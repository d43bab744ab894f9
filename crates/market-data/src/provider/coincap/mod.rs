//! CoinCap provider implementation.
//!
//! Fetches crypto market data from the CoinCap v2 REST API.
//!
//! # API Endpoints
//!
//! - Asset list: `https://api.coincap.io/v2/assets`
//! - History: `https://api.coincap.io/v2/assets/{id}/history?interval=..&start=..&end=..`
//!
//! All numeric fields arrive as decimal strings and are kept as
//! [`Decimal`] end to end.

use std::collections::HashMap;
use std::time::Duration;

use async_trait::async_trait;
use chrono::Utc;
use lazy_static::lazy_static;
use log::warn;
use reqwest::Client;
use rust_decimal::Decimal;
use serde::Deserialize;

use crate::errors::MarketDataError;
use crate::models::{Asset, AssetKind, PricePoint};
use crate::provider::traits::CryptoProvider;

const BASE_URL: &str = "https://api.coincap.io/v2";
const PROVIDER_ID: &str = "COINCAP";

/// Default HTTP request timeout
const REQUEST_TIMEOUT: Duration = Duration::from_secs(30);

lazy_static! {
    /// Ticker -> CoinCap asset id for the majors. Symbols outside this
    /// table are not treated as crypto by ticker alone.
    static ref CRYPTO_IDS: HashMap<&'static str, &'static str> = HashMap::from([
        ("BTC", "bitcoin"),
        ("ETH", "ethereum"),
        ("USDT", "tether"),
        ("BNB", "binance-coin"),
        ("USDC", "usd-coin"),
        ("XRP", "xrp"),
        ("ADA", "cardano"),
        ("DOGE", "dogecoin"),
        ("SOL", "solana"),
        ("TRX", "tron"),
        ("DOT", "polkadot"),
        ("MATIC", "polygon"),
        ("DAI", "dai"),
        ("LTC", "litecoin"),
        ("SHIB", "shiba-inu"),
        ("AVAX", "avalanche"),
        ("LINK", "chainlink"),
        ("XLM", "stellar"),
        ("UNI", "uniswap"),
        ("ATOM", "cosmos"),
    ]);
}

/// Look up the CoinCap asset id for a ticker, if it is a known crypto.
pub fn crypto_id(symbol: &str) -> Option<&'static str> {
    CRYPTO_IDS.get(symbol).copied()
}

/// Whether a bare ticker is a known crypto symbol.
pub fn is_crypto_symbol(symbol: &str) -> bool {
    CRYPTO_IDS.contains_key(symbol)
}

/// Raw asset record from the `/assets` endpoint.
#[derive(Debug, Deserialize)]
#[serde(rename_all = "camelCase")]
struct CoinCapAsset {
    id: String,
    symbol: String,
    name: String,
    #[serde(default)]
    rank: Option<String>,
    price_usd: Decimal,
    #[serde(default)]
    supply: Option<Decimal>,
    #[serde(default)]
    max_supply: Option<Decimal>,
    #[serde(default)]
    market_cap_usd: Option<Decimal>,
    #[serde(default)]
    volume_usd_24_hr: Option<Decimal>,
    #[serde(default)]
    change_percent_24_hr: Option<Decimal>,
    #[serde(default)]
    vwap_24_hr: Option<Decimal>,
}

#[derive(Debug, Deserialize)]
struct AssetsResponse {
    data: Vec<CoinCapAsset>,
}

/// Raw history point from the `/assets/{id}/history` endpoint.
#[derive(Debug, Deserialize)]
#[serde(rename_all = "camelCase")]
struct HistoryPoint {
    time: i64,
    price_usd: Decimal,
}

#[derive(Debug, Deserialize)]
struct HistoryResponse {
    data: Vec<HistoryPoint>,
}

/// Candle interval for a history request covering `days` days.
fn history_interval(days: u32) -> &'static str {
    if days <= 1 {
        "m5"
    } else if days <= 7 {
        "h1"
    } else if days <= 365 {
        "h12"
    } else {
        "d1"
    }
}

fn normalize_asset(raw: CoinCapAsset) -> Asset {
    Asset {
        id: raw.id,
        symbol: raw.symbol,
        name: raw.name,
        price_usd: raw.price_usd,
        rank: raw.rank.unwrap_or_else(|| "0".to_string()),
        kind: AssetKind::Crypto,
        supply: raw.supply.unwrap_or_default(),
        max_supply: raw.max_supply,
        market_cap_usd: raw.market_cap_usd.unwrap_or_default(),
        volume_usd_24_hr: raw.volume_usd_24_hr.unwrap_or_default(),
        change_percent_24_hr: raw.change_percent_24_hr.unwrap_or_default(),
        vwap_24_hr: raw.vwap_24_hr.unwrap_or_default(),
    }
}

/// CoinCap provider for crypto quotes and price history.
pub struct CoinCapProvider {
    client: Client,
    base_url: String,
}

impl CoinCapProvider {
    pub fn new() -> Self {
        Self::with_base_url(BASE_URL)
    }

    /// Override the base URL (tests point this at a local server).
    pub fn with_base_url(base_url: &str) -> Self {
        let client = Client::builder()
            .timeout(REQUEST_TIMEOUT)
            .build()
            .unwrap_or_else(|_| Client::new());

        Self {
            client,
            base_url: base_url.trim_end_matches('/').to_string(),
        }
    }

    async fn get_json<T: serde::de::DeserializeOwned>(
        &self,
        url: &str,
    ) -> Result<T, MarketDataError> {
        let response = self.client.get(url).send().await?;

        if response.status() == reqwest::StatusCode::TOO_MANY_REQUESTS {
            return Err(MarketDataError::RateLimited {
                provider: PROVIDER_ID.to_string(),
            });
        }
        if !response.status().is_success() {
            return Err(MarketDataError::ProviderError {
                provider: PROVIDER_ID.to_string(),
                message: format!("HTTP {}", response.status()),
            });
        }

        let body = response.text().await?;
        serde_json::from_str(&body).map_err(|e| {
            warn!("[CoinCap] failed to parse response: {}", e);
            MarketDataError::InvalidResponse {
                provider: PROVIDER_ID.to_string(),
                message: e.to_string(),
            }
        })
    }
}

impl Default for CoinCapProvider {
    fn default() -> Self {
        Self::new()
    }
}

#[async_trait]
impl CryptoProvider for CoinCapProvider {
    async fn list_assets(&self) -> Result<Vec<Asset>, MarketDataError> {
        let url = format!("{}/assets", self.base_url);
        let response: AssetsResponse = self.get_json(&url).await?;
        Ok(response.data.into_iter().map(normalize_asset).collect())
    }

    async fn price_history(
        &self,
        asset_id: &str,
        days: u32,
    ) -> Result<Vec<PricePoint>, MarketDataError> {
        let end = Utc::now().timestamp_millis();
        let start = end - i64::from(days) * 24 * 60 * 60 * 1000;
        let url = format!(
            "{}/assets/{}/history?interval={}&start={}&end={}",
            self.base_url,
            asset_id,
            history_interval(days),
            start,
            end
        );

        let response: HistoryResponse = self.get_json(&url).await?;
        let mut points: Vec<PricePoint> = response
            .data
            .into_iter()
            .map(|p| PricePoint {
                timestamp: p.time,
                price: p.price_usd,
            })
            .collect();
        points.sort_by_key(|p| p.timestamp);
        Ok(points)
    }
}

^^^^

> _What to do_
Scan the lines above, and whenever one holds the string "warn", copy it.

> _Written reply_
use log::warn;
            warn!("[CoinCap] failed to parse response: {}", e);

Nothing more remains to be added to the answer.